On 6 June 1788, he succeeded Christian Fædder as chief of police in Copenhagen. The background for selecting a young and inexperienced low-ranking official from a rather remote island in the provinces for the important position in the capital is not known. In 1783, he was also appointed deputy burgermaster. In 1790. he confiscated Peter Andreas Heiberg's Indtogsvise and presented the author the a fine of 150 rigsdaler. The intervention made him very unpopular in the population. His poor handling of the so-called Post Office Riots (Posthusfejden) and Filosofgangen Riots (fiolsofgangesfejden) as well as the 1794|Carpenter Strike made him even more unpopular with the city's population.

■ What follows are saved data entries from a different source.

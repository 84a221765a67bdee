//! The host-function table: non-compiled callbacks that compiled code may
//! call into by name (§6 `reg`, §4.5 host-call bridge, §9 design note on the
//! raw-pointer boundary).

use std::collections::HashMap;

use numjit_types::{BaseTy, Ty};

use crate::error::CodegenError;

/// A recognized host-function parameter/return annotation. §6 restricts
/// registration to `{int, float}` -- narrower than the lowering's parameter
/// annotation set, since a host callback's signature must be fully concrete
/// (there is no inference pass over host code to fall back on).
#[derive(Debug, Clone, Copy, PartialEq, Eq)]
pub enum HostTy {
    Int,
    Float,
}

impl HostTy {
    pub fn to_ty(self) -> Ty {
        match self {
            HostTy::Int => Ty::Base(BaseTy::Int64),
            HostTy::Float => Ty::Base(BaseTy::Double64),
        }
    }
}

/// A registered host callback: its name, the types of its parameters and
/// return value, and its in-process code address.
#[derive(Debug, Clone)]
pub struct HostFunction {
    pub name: String,
    pub param_types: Vec<HostTy>,
    pub return_type: HostTy,
    pub address: usize,
}

/// The process-wide registry of host callbacks reachable from compiled
/// code. Arity and types are validated at registration time and re-checked
/// at call-emission time (§9: "validate arity+types at registration and at
/// emission").
#[derive(Debug, Default)]
pub struct HostRegistry {
    functions: HashMap<String, HostFunction>,
}

impl HostRegistry {
    pub fn new() -> Self {
        HostRegistry {
            functions: HashMap::new(),
        }
    }

    /// Registers a callback. Fails if an annotated type falls outside
    /// `{int, float}` -- there is no such failure mode in this signature
    /// since `HostTy` is already closed to that set; this function exists so
    /// a caller constructing `HostFunction` from a looser, string-annotated
    /// source (e.g. a `reg`-style decorator bridge) has one place to reject
    /// unrecognized spellings.
    pub fn register(&mut self, f: HostFunction) {
        self.functions.insert(f.name.clone(), f);
    }

    pub fn get(&self, name: &str) -> Option<&HostFunction> {
        self.functions.get(name)
    }
}

/// Parses a type annotation string into a `HostTy`, the validation step
/// `reg` performs before installing a callback (§6: "must be drawn from the
/// recognized set {int, float}; anything else fails registration").
pub fn parse_host_annotation(s: &str) -> Result<HostTy, CodegenError> {
    match s {
        "int" => Ok(HostTy::Int),
        "float" => Ok(HostTy::Float),
        other => Err(CodegenError::CodegenFailure(format!(
            "unrecognized host annotation `{other}`, expected `int` or `float`"
        ))),
    }
}

#[cfg(test)]
mod tests {
    use super::*;

    #[test]
    fn recognized_annotations_parse() {
        assert_eq!(parse_host_annotation("int").unwrap(), HostTy::Int);
        assert_eq!(parse_host_annotation("float").unwrap(), HostTy::Float);
    }

    #[test]
    fn unrecognized_annotation_fails_registration() {
        assert!(parse_host_annotation("str").is_err());
    }

    #[test]
    fn registry_round_trips_a_registered_function() {
        let mut reg = HostRegistry::new();
        reg.register(HostFunction {
            name: "callback".to_string(),
            param_types: vec![HostTy::Int],
            return_type: HostTy::Int,
            address: 0x1000,
        });
        let f = reg.get("callback").unwrap();
        assert_eq!(f.address, 0x1000);
        assert_eq!(f.param_types, vec![HostTy::Int]);
    }

    #[test]
    fn unregistered_name_returns_none() {
        let reg = HostRegistry::new();
        assert!(reg.get("missing").is_none());
    }
}
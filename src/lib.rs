// pie_panel_core: Rust/WASM engine for the streaming pie chart panel.
// The host owns chrome, settings UI, and drawing; this crate owns path binding, colors, and wedges.

mod colormap;
mod error;
mod extract;
mod geometry;
mod panel;
mod path;
mod reducer;
mod types;

use serde::de::DeserializeOwned;
use serde::Serialize;
use wasm_bindgen::prelude::*;

pub use colormap::{reverse_stops, sample_stops, turbo, ColorMapEngine};
pub use error::{PanelError, PathParseError};
pub use extract::extract_weights;
pub use geometry::{percentages, WedgeGeometry};
pub use panel::{PiePanel, TraceEvent, TraceHook};
pub use path::{Literal, MessagePathParser, Operand, ParsedPath, PathOp, PathParser, SliceBound};
pub use reducer::{Action, ReducerState, DYNAMIC_PATH_ERROR};
pub use types::*;

/// Initialize panic hook for better error messages in browser console.
#[wasm_bindgen(start)]
pub fn init() {
    #[cfg(feature = "console_error_panic_hook")]
    console_error_panic_hook::set_once();
}

fn js_error(err: PanelError) -> JsValue {
    JsValue::from_str(&err.to_string())
}

fn from_json<T: DeserializeOwned>(json: &str) -> Result<T, PanelError> {
    Ok(serde_json::from_str(json)?)
}

fn to_json<T: Serialize>(value: &T) -> Result<String, PanelError> {
    Ok(serde_json::to_string(value)?)
}

/// Panel interface exposed to JavaScript. JSON in, JSON out.
#[wasm_bindgen]
pub struct WasmPiePanel {
    inner: PiePanel,
}

#[wasm_bindgen]
impl WasmPiePanel {
    /// Create a panel from `{ config, geometry }`; both parts may be omitted.
    #[wasm_bindgen(constructor)]
    pub fn new(init_json: &str) -> Result<WasmPiePanel, JsValue> {
        let init: PanelInit = from_json(init_json).map_err(js_error)?;
        let inner = PiePanel::new(init.config, init.geometry).map_err(js_error)?;
        Ok(WasmPiePanel { inner })
    }

    /// Replace the panel settings (persisted config shape).
    pub fn set_config(&mut self, config_json: &str) -> Result<(), JsValue> {
        let config: PanelConfig = from_json(config_json).map_err(js_error)?;
        self.inner.set_config(config);
        Ok(())
    }

    /// Apply one render tick's messages, a JSON array of `{ topic, receiveTime, message }`.
    pub fn apply_frame(&mut self, messages_json: &str) -> Result<(), JsValue> {
        let messages: Vec<Message> = from_json(messages_json).map_err(js_error)?;
        self.inner.apply_frame(messages);
        Ok(())
    }

    /// Playback discontinuity.
    pub fn seek(&mut self) {
        self.inner.seek();
    }

    /// Render model as JSON.
    pub fn render(&self) -> Result<String, JsValue> {
        to_json(&self.inner.render()).map_err(js_error)
    }

    /// Color stops of the current config as JSON, for the legend.
    pub fn color_stops(&self) -> Result<String, JsValue> {
        to_json(&self.inner.color_stops()).map_err(js_error)
    }

    /// Topic to subscribe to, if the path names one.
    pub fn subscribed_topic(&self) -> Option<String> {
        self.inner.subscribed_topic().map(str::to_string)
    }

    /// Forward trace events to `callback` as JSON strings.
    pub fn set_trace_hook(&mut self, callback: js_sys::Function) {
        self.inner.set_trace_hook(Box::new(move |event: &TraceEvent| {
            if let Ok(json) = to_json(event) {
                let _ = callback.call1(&JsValue::NULL, &JsValue::from_str(&json));
            }
        }));
    }

    pub fn clear_trace_hook(&mut self) {
        self.inner.clear_trace_hook();
    }
}
// Applies a parsed path to a message payload and pulls out the numeric weight vector.
// Slices expand to one item per element; filters keep matching items; fields map.

use serde_json::Value;

use crate::error::PanelError;
use crate::path::{Operand, ParsedPath, PathOp, SliceBound};
use crate::types::Message;

/// Extract the weight vector addressed by `path` from `message`.
///
/// Returns `Ok(None)` when the message is on another topic or the path selects
/// nothing. A payload whose shape does not fit the path is an extraction error.
pub fn extract_weights(message: &Message, path: &ParsedPath) -> Result<Option<Vec<f64>>, PanelError> {
    if message.topic != path.topic_name {
        return Ok(None);
    }

    let fail = |reason: String| PanelError::Extraction {
        topic: message.topic.clone(),
        message: reason,
    };

    let mut items: Vec<&Value> = vec![&message.message];
    for op in &path.ops {
        items = apply_op(op, items).map_err(fail)?;
    }

    match items.as_slice() {
        [] => Ok(None),
        [Value::Array(values)] => numbers(values).map(Some).map_err(fail),
        all if all.iter().all(|v| v.is_number()) => {
            Ok(Some(all.iter().filter_map(|v| v.as_f64()).collect()))
        }
        [single] => Err(fail(format!(
            "expected an array of numbers, found {}",
            kind(single)
        ))),
        many => Err(fail(format!("path produced {} results", many.len()))),
    }
}

fn apply_op<'a>(op: &PathOp, items: Vec<&'a Value>) -> Result<Vec<&'a Value>, String> {
    let mut out = Vec::with_capacity(items.len());

    match op {
        PathOp::Field(name) => {
            for item in items {
                match item {
                    Value::Object(map) => out.extend(map.get(name)),
                    Value::Null => {}
                    other => {
                        return Err(format!("cannot read field `{name}` of {}", kind(other)))
                    }
                }
            }
        }
        PathOp::Slice { start, end } => {
            for item in items {
                match item {
                    Value::Array(values) => {
                        if let Some((lo, hi)) = slice_range(start, end, values.len())? {
                            out.extend(&values[lo..=hi]);
                        }
                    }
                    Value::Null => {}
                    other => return Err(format!("cannot index into {}", kind(other))),
                }
            }
        }
        PathOp::Filter { path, value } => {
            let literal = match value {
                Operand::Literal(literal) => literal,
                Operand::Variable(var) => return Err(format!("unresolved variable ${var}")),
            };
            out.extend(
                items
                    .into_iter()
                    .filter(|item| lookup(item, path).is_some_and(|v| literal.matches(v))),
            );
        }
    }

    Ok(out)
}

/// Inclusive index range for a slice over `len` elements, or `None` if it selects nothing.
fn slice_range(
    start: &Option<SliceBound>,
    end: &Option<SliceBound>,
    len: usize,
) -> Result<Option<(usize, usize)>, String> {
    if len == 0 {
        return Ok(None);
    }
    let len = len as i64;
    let resolve = |bound: &Option<SliceBound>, open: i64| match bound {
        None => Ok(open),
        Some(SliceBound::Index(i)) if *i < 0 => Ok(len + i),
        Some(SliceBound::Index(i)) => Ok(*i),
        Some(SliceBound::Variable(var)) => Err(format!("unresolved variable ${var}")),
    };

    let lo = resolve(start, 0)?.max(0);
    let hi = resolve(end, len - 1)?.min(len - 1);
    if lo > hi {
        return Ok(None);
    }
    Ok(Some((lo as usize, hi as usize)))
}

fn lookup<'a>(value: &'a Value, path: &[String]) -> Option<&'a Value> {
    path.iter().try_fold(value, |v, key| v.get(key))
}

fn numbers(values: &[Value]) -> Result<Vec<f64>, String> {
    values
        .iter()
        .enumerate()
        .map(|(i, v)| {
            v.as_f64()
                .ok_or_else(|| format!("element {i} is {}, expected a number", kind(v)))
        })
        .collect()
}

fn kind(value: &Value) -> &'static str {
    match value {
        Value::Null => "null",
        Value::Bool(_) => "a boolean",
        Value::Number(_) => "a number",
        Value::String(_) => "a string",
        Value::Array(_) => "an array",
        Value::Object(_) => "an object",
    }
}

#[cfg(test)]
mod tests {
    use super::*;
    use crate::path::{MessagePathParser, PathParser};
    use crate::types::Time;
    use serde_json::json;

    fn extract(path: &str, payload: Value) -> Result<Option<Vec<f64>>, PanelError> {
        let path = MessagePathParser.parse(path).unwrap();
        let message = Message::new("/pie", Time::default(), payload);
        extract_weights(&message, &path)
    }

    #[test]
    fn numeric_array_field() {
        let weights = extract("/pie.data", json!({ "data": [1, 2.5, 3] })).unwrap();
        assert_eq!(weights, Some(vec![1.0, 2.5, 3.0]));
    }

    #[test]
    fn other_topic_is_ignored() {
        let weights = extract("/other.data", json!({ "data": [1] })).unwrap();
        assert_eq!(weights, None);
    }

    #[test]
    fn missing_field_selects_nothing() {
        assert_eq!(extract("/pie.nope", json!({ "data": [1] })).unwrap(), None);
    }

    #[test]
    fn slice_of_scalars_collects_in_order() {
        let weights = extract("/pie.data[1:]", json!({ "data": [9, 4, 5, 6] })).unwrap();
        assert_eq!(weights, Some(vec![4.0, 5.0, 6.0]));

        let last = extract("/pie.data[-1]", json!({ "data": [9, 4, 5, 6] })).unwrap();
        assert_eq!(last, Some(vec![6.0]));
    }

    #[test]
    fn filter_selects_matching_entry() {
        let payload = json!({
            "groups": [
                { "name": "cpu", "shares": [1, 2] },
                { "name": "mem", "shares": [3, 4, 5] },
            ]
        });
        let weights = extract(r#"/pie.groups[:]{name=="mem"}.shares"#, payload).unwrap();
        assert_eq!(weights, Some(vec![3.0, 4.0, 5.0]));
    }

    #[test]
    fn wrong_shape_is_extraction_error() {
        let err = extract("/pie.data", json!({ "data": "1,2,3" })).unwrap_err();
        assert!(matches!(err, PanelError::Extraction { .. }));
        assert!(err.to_string().contains("a string"));

        let err = extract("/pie.data.inner", json!({ "data": 4 })).unwrap_err();
        assert!(err.to_string().contains("field `inner`"));

        let err = extract("/pie.data", json!({ "data": [1, "x"] })).unwrap_err();
        assert!(err.to_string().contains("element 1"));
    }

    #[test]
    fn multiple_array_results_are_rejected() {
        let payload = json!({ "groups": [{ "v": [1] }, { "v": [2] }] });
        let err = extract("/pie.groups[:].v", payload).unwrap_err();
        assert!(err.to_string().contains("2 results"));
    }

    #[test]
    fn out_of_range_index_selects_nothing() {
        assert_eq!(extract("/pie.data[7]", json!({ "data": [1, 2] })).unwrap(), None);
    }
}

On 12 August 1794, he handed in his resignation.

==Personal life==
On 19 April 1769, Flindt married to Birgitte (Berta) Cathrina Thrane (1730–1797). She was the widow of byfoged in Rudkøbing Christian Pedersen Møller til Vejstrupgård and Biskopstorp(1717–68). Her parents were estate manager at Kørupgård Rasmus Thrane (died 1755) and Dorothea Frederikke van Haven (1693–1762).

Flindt's son Henrik Wilhelm Flindt (1770–1817) was an army officer wityh rank of ritmester. He was married to Nielsine Henrikke de Moldrup (1776–1839), a daughter of chamberlain Peder Jensen de Moldrup (1735–1787) of Vestervig Kloster and Ørum Slot. Flindt died on 10 November 1805 and is buried at Assistens Cemetery.